Don’t blame everyone else
Be warned – this one might sting a little.
Say you are trying to get yourself out of financial trouble. The creditors are breathing down your neck and your finances are a mess. Instead of dealing with your situation and the feelings associated with where you currently sit, you blame everyone else for your financial failings. Your boss doesn’t pay you enough, clients are not buying enough to help you pay the bills.
The truth, however, could be something completely different. You are shopping with money you don’t have and living beyond your means.
At some point, you need to take responsibility and be accountable for your actions.
Ditch the denial
We often cover up our feelings of failure with total denial.
Denial that any of our current circumstances are our fault. Denial that we have done anything wrong or that we should have done things differently.
We convince ourselves that our problems are caused by external factors and no work needs to be done on our feelings or bad habits.

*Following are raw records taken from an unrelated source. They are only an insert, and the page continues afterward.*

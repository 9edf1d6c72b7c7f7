//! HTTP error taxonomy. Every handler failure renders as `{"error": "..."}`.

use axum::http::StatusCode;
use axum::response::{IntoResponse, Response};
use axum::Json;
use log::{error, warn};

use crate::store::StoreError;
use crate::upload::BlobError;

#[derive(Debug, thiserror::Error)]
pub enum ApiError {
    /// A required request field is missing or malformed
    #[error("{0}")]
    Validation(String),

    #[error("{0}")]
    NotFound(String),

    /// The server is missing something it needs, such as storage credentials
    #[error("{0}")]
    Configuration(String),

    #[error(transparent)]
    Upload(#[from] BlobError),

    /// Any other store failure; `message` is the only text the client sees
    #[error("{message}")]
    Store {
        message: &'static str,
        #[source]
        source: StoreError,
    },
}

impl ApiError {
    /// Map a store error, keeping validation failures as 400s
    pub fn from_store(message: &'static str) -> impl FnOnce(StoreError) -> ApiError {
        move |source| match source {
            StoreError::Validation(detail) => ApiError::Validation(detail),
            source => ApiError::Store { message, source },
        }
    }

    pub fn status(&self) -> StatusCode {
        match self {
            ApiError::Validation(_) => StatusCode::BAD_REQUEST,
            ApiError::NotFound(_) => StatusCode::NOT_FOUND,
            ApiError::Configuration(_) => StatusCode::INTERNAL_SERVER_ERROR,
            ApiError::Upload(e) => match e {
                BlobError::InvalidToken(_) | BlobError::TokenExpired => StatusCode::UNAUTHORIZED,
                BlobError::ContentTypeNotAllowed(_) | BlobError::InvalidRequest(_) => {
                    StatusCode::BAD_REQUEST
                }
                BlobError::TooLarge { .. } => StatusCode::PAYLOAD_TOO_LARGE,
            },
            ApiError::Store { .. } => StatusCode::INTERNAL_SERVER_ERROR,
        }
    }

    /// Text placed in the error envelope
    pub fn client_message(&self) -> String {
        match self {
            ApiError::Upload(e) => match e {
                BlobError::InvalidToken(_) | BlobError::TokenExpired => {
                    "Authentication failed. Please check Blob storage token configuration."
                        .to_string()
                }
                BlobError::ContentTypeNotAllowed(_) => {
                    "Invalid file content type. Please upload a video file.".to_string()
                }
                BlobError::TooLarge { .. } => {
                    "File size exceeds the maximum allowed limit.".to_string()
                }
                BlobError::InvalidRequest(detail) => format!("Invalid upload request: {}", detail),
            },
            other => other.to_string(),
        }
    }
}

impl IntoResponse for ApiError {
    fn into_response(self) -> Response {
        let status = self.status();
        match &self {
            ApiError::Store { message, source } => error!("{}: {}", message, source),
            ApiError::Configuration(detail) => error!("Configuration error: {}", detail),
            ApiError::Upload(e) => warn!("Upload rejected: {}", e),
            _ => {}
        }

        (
            status,
            Json(serde_json::json!({ "error": self.client_message() })),
        )
            .into_response()
    }
}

Step away from the denial and you will have a much better chance of fixing the real problem.
Admit to failing
Sometimes we just have to admit we screwed up. Our plan failed, we didn’t come close to achieving our goal or objective despite how hard we worked.
We crashed and burned.
This isn’t easy. It takes a lot of strength. It will feel painful.
In cases like this, it’s a matter of changing strategy and realizing what we did wrong the first time around and working out the correct way to proceed.
It is about learning from our mistakes. Dealing with failure is never pleasant but it is an inevitable part of life.
Overcoming failure and turning failure into a triumph can be one of the greatest feelings of all.